■ **Stored entries**
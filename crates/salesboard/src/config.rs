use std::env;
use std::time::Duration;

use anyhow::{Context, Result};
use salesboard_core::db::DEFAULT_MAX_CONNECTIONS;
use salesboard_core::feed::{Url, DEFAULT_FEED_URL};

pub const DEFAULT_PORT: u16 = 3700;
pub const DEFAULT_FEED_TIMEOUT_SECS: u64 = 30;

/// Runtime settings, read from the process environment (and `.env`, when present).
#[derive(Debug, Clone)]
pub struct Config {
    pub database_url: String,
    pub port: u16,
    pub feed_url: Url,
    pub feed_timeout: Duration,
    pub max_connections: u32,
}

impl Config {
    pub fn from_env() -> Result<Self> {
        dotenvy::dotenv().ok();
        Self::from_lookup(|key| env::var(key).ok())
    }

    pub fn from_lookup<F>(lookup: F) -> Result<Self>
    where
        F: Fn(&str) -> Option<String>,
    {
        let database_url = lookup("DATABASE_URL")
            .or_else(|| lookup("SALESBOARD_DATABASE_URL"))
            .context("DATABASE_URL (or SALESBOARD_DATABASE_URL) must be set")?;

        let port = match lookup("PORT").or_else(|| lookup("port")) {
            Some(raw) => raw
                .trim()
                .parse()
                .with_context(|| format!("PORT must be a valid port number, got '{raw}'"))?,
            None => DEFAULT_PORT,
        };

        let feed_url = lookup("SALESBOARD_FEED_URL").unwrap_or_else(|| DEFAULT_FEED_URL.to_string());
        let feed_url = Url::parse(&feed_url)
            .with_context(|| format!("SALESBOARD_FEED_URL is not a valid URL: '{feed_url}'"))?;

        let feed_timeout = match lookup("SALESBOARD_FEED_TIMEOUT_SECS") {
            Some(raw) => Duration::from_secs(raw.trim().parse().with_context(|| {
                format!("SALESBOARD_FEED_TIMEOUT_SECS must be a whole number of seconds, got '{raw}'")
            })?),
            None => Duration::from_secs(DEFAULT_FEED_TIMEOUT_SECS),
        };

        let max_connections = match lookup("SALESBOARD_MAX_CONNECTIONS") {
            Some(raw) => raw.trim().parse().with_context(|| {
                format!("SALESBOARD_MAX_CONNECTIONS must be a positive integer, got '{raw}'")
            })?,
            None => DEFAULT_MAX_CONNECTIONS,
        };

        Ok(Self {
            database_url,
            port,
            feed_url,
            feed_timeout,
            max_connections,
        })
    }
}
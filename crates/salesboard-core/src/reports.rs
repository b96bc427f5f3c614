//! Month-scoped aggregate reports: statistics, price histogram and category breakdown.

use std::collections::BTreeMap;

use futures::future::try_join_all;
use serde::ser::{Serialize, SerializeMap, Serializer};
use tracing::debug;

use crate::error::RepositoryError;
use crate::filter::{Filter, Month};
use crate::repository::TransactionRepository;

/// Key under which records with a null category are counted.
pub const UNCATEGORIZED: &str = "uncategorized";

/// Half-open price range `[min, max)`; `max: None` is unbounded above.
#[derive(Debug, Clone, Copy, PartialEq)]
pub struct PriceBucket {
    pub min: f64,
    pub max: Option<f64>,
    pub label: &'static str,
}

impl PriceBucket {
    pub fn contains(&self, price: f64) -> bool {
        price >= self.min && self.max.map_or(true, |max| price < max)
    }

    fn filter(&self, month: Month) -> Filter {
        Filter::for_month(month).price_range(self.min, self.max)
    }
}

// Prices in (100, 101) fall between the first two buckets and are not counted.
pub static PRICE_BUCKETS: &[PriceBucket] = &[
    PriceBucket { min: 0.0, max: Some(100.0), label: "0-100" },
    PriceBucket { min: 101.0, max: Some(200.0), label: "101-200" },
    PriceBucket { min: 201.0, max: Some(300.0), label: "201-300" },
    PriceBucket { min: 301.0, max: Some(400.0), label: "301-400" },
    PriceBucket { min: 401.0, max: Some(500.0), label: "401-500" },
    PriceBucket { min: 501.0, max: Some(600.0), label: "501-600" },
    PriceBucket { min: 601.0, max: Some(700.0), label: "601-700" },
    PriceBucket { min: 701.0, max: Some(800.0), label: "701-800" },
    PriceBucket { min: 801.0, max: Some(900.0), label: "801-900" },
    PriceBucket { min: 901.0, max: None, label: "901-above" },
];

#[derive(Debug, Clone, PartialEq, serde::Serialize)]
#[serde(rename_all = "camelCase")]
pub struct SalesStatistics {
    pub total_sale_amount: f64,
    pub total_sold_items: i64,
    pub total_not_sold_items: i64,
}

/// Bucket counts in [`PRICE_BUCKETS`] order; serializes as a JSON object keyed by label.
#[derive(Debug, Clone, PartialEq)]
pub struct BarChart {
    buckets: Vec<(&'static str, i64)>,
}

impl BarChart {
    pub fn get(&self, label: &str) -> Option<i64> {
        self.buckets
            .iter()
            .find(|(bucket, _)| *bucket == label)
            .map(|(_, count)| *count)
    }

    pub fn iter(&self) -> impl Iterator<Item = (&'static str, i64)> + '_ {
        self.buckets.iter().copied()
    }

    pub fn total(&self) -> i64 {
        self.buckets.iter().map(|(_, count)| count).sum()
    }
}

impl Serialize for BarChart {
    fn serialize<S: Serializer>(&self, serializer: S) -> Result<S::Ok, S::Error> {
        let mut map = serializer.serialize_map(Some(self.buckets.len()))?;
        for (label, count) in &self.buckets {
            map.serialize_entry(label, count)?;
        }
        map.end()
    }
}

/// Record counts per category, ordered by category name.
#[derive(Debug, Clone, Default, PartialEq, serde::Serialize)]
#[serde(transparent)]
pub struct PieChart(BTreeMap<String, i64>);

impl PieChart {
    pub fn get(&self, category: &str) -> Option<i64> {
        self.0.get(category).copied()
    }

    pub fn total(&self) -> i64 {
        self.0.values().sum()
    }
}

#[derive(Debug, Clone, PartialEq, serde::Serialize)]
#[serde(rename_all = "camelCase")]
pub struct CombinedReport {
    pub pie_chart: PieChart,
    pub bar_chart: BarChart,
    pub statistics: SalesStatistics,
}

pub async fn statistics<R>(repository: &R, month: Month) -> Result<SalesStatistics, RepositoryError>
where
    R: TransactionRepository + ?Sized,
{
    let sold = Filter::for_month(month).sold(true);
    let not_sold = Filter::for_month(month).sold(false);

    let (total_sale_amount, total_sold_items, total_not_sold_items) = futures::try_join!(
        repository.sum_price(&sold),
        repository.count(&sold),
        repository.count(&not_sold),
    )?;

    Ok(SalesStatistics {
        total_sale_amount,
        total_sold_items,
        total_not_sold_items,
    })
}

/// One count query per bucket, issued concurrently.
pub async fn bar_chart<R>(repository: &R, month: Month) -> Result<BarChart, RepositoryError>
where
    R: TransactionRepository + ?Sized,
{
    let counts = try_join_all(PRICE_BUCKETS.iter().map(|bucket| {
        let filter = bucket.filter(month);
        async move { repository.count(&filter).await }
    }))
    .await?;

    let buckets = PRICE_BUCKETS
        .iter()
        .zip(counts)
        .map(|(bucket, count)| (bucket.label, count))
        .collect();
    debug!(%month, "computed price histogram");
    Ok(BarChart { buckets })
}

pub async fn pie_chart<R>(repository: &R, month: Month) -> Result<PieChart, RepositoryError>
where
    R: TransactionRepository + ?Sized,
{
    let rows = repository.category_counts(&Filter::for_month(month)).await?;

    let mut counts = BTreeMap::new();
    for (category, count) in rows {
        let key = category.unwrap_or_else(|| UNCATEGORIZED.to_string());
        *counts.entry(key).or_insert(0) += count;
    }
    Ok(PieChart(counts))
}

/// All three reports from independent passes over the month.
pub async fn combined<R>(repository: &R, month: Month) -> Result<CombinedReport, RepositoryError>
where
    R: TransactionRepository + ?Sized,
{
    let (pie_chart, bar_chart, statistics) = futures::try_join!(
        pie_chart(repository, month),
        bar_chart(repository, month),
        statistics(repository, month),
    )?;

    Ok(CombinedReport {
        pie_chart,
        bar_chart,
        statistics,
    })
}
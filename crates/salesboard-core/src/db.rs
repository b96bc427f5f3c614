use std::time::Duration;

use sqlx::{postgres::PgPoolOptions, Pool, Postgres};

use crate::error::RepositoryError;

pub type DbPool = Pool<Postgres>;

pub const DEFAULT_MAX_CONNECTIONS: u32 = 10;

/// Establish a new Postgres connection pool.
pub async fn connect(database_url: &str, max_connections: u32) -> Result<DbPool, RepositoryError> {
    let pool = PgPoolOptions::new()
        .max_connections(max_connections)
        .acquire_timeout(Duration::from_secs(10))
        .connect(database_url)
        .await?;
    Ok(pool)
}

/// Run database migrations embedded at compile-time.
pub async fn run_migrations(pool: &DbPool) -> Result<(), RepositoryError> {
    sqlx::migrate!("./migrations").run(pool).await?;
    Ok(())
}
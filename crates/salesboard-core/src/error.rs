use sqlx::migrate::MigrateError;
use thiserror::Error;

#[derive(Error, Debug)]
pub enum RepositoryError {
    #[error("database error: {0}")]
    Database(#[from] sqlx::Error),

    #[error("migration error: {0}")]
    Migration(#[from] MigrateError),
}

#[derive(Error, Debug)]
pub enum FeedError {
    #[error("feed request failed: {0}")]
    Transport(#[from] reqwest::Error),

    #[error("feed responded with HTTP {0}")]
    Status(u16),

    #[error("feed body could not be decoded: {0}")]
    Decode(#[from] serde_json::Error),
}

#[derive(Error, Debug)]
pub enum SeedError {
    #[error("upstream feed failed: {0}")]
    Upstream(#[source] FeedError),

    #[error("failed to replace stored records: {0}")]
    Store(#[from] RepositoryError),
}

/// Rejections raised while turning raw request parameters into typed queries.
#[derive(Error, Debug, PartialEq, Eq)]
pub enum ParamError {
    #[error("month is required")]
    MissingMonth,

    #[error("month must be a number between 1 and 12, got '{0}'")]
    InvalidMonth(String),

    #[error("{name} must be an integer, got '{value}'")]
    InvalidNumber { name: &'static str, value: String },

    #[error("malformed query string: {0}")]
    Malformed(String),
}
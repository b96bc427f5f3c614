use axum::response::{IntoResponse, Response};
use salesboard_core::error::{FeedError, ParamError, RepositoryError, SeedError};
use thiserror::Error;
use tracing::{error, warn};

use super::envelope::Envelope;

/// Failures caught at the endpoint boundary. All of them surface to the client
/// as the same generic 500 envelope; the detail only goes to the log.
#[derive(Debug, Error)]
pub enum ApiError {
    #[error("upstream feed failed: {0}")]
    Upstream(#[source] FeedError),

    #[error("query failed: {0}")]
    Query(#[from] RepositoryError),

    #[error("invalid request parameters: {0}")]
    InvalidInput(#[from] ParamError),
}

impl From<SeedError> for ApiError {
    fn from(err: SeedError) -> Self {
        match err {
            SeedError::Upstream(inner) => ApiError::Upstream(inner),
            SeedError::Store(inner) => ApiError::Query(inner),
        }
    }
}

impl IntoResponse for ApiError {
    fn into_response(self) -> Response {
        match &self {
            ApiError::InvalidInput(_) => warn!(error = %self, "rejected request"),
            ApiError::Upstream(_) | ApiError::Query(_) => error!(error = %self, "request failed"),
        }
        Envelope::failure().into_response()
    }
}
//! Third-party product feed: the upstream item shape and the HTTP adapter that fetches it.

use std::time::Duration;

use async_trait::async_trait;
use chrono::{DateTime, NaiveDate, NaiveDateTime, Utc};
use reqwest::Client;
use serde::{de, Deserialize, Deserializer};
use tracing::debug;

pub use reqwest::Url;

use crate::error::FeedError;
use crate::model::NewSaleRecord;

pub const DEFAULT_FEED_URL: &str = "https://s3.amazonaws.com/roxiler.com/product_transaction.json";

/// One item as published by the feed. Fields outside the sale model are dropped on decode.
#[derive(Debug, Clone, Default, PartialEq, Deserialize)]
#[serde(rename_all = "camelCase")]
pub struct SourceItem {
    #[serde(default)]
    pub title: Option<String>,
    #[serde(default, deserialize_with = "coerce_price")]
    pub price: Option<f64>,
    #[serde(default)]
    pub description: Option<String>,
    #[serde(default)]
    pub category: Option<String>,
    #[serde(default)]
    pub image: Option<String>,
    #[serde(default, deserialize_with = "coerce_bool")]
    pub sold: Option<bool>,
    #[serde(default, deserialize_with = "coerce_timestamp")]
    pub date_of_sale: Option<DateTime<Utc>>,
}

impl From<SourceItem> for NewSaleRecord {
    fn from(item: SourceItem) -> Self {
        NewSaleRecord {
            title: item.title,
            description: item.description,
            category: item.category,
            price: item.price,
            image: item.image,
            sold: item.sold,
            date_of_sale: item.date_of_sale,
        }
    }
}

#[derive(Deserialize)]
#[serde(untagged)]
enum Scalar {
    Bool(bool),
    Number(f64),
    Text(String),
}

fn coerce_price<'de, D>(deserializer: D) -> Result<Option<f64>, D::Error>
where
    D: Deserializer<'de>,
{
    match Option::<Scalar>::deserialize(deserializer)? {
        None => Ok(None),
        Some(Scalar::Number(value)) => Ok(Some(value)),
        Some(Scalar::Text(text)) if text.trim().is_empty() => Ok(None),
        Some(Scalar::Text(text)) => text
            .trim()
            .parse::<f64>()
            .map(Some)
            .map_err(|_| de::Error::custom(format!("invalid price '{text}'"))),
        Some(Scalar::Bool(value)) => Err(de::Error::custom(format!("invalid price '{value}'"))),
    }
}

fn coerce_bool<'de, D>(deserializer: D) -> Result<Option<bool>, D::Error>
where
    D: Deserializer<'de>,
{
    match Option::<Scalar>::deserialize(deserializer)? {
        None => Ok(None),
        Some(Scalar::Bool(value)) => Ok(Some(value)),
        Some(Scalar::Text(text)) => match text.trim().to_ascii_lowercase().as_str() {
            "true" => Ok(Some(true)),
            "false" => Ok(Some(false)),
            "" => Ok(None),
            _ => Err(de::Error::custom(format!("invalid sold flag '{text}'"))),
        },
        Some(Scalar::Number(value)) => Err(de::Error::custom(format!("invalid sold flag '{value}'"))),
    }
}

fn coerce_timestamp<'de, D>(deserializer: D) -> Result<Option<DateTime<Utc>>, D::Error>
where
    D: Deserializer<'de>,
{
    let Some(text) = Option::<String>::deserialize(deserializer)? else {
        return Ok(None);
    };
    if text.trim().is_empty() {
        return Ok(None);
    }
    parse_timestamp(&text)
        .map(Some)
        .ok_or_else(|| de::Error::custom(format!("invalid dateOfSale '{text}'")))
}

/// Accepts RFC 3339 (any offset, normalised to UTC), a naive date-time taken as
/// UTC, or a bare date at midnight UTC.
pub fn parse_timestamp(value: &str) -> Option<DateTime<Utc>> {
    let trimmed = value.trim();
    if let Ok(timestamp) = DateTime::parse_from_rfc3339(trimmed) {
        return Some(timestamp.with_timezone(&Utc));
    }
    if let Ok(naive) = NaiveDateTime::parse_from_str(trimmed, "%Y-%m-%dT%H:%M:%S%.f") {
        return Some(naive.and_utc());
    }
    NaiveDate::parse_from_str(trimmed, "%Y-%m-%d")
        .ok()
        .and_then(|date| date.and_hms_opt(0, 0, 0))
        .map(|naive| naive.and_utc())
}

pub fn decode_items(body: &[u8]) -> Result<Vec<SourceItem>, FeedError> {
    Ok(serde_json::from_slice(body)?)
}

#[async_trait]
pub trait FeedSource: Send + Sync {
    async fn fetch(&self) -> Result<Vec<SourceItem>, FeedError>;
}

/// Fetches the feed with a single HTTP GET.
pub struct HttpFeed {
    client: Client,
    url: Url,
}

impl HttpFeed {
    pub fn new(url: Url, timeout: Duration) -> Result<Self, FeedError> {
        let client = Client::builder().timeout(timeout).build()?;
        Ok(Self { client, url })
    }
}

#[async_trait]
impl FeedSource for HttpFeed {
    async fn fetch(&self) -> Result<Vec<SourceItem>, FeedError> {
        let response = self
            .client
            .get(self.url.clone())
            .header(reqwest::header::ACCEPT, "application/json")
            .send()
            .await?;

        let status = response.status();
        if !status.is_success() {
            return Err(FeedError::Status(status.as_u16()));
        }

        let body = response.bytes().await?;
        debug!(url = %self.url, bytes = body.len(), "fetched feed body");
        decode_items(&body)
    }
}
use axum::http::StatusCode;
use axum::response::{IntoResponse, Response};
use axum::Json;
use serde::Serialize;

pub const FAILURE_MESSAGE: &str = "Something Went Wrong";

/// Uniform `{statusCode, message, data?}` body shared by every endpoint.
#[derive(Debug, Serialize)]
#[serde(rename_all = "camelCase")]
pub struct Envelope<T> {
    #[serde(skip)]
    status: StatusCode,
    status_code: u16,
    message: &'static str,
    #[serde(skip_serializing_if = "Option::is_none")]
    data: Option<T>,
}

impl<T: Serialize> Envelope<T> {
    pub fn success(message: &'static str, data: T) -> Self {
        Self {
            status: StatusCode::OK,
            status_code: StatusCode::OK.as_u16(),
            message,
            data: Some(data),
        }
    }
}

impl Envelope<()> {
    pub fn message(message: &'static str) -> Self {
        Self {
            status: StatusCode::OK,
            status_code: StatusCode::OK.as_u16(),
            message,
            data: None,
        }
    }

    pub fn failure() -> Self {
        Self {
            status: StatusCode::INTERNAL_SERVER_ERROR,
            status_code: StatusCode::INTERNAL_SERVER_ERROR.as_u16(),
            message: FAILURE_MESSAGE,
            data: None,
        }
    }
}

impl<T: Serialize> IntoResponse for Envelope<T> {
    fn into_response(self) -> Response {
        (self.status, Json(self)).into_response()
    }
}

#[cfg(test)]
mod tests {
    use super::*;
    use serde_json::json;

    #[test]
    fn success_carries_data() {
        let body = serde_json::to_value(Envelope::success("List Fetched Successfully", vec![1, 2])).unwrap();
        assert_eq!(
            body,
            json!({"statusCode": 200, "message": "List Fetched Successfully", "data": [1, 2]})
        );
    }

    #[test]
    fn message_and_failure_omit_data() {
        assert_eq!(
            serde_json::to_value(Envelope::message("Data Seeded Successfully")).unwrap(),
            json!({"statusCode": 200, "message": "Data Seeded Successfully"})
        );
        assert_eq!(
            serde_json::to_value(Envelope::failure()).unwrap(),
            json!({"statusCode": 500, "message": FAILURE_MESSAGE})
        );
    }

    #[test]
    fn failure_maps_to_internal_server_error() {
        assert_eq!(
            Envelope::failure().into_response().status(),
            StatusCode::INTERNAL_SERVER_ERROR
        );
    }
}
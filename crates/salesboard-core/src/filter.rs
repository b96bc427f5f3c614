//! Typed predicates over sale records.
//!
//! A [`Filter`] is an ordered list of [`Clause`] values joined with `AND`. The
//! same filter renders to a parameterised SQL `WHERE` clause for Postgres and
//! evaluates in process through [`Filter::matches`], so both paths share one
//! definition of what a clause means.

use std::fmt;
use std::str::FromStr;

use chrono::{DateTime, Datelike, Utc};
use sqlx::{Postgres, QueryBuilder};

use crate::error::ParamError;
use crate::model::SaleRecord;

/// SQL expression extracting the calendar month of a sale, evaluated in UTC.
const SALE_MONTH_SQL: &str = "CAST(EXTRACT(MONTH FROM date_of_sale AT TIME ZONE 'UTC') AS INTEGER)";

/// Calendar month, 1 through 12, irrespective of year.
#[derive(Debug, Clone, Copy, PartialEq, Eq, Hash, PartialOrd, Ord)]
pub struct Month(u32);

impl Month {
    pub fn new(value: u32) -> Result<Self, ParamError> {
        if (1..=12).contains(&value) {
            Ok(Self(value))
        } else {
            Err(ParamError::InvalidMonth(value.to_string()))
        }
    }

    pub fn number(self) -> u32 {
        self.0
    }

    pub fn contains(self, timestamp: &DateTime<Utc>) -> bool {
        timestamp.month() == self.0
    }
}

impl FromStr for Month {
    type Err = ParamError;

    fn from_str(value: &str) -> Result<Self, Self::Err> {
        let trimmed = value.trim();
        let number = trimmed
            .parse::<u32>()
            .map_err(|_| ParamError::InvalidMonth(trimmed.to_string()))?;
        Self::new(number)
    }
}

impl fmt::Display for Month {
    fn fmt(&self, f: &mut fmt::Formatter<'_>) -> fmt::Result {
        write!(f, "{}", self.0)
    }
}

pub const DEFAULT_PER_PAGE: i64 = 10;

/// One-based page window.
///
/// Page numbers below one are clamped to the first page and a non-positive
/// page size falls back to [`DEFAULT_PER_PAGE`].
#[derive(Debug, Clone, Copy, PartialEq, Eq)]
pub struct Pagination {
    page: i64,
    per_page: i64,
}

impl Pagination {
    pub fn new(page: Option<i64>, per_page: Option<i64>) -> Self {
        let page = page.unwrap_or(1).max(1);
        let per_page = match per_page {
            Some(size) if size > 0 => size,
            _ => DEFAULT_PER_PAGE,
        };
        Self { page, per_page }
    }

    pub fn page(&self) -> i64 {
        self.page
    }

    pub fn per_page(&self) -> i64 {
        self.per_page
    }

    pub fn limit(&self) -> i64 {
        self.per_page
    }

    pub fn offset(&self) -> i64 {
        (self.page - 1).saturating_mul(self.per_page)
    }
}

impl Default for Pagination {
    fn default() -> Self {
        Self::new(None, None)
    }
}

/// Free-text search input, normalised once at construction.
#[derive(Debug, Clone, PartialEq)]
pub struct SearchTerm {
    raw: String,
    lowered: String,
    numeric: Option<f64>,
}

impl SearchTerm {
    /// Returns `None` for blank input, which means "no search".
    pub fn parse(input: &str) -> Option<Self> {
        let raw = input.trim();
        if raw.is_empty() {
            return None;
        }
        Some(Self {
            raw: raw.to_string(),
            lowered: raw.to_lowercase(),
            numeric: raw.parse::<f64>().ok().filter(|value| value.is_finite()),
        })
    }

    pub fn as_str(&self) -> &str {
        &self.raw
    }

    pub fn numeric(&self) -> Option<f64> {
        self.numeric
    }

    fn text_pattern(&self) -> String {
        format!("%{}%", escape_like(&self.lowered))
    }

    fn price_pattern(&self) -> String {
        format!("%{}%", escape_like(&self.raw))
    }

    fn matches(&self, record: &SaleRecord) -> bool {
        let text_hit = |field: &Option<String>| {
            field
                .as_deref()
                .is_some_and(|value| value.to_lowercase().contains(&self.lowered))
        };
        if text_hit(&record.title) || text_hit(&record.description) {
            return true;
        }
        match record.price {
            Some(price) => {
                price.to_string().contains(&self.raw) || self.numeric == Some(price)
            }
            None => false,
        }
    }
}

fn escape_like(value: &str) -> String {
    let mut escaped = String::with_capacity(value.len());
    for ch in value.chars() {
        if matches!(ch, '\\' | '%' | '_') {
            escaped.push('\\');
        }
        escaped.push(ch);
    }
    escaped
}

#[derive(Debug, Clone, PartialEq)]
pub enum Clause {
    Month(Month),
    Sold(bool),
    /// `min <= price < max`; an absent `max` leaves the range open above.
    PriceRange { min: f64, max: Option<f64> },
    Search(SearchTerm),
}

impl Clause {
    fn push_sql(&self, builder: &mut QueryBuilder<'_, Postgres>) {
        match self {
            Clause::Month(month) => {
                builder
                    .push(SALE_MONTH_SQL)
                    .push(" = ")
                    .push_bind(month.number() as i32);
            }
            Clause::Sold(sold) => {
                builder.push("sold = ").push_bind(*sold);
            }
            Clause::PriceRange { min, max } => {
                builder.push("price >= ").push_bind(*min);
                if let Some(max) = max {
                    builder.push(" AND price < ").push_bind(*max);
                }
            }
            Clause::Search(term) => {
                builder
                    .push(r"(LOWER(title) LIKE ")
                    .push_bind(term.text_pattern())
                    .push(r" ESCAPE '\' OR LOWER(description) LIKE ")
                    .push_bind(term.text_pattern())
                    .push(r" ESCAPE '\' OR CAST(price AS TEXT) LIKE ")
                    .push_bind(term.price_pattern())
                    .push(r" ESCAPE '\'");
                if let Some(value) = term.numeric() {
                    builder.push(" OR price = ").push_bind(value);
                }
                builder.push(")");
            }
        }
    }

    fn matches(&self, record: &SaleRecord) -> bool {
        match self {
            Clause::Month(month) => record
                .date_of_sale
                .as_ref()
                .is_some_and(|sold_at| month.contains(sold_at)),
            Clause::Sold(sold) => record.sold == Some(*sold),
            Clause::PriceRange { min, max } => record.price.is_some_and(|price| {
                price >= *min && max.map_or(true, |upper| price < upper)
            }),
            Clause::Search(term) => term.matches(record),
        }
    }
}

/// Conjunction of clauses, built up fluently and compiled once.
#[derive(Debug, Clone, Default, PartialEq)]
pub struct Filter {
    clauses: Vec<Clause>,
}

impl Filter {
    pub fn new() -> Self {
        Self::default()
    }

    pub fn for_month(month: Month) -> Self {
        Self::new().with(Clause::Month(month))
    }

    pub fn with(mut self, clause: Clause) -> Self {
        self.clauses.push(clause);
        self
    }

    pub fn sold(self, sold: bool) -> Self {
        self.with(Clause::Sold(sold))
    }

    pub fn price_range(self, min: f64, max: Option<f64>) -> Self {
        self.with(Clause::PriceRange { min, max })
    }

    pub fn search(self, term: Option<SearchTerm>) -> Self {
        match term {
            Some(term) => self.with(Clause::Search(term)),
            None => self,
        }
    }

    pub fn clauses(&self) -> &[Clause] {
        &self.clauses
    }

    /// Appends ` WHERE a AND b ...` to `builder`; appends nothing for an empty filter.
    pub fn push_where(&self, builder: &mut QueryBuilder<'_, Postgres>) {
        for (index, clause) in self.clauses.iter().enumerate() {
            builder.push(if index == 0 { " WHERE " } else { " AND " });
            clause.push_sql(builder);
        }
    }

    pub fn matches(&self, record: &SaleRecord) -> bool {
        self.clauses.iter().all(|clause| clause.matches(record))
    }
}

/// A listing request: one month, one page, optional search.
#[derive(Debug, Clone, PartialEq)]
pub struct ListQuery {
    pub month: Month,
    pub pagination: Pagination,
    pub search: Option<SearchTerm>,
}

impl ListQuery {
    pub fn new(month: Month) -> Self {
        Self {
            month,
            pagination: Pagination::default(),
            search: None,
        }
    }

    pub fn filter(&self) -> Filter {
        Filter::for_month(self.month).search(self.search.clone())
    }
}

■ **Assigned task**
All that is wanted is an exact copy of the lines above from the one with "impl Default for" through the one with "fn text_pattern(&self) ->", with both ends included.

■ **Result of this task**
impl Default for Pagination {
    fn default() -> Self {
        Self::new(None, None)
    }
}

/// Free-text search input, normalised once at construction.
#[derive(Debug, Clone, PartialEq)]
pub struct SearchTerm {
    raw: String,
    lowered: String,
    numeric: Option<f64>,
}

impl SearchTerm {
    /// Returns `None` for blank input, which means "no search".
    pub fn parse(input: &str) -> Option<Self> {
        let raw = input.trim();
        if raw.is_empty() {
            return None;
        }
        Some(Self {
            raw: raw.to_string(),
            lowered: raw.to_lowercase(),
            numeric: raw.parse::<f64>().ok().filter(|value| value.is_finite()),
        })
    }

    pub fn as_str(&self) -> &str {
        &self.raw
    }

    pub fn numeric(&self) -> Option<f64> {
        self.numeric
    }

    fn text_pattern(&self) -> String {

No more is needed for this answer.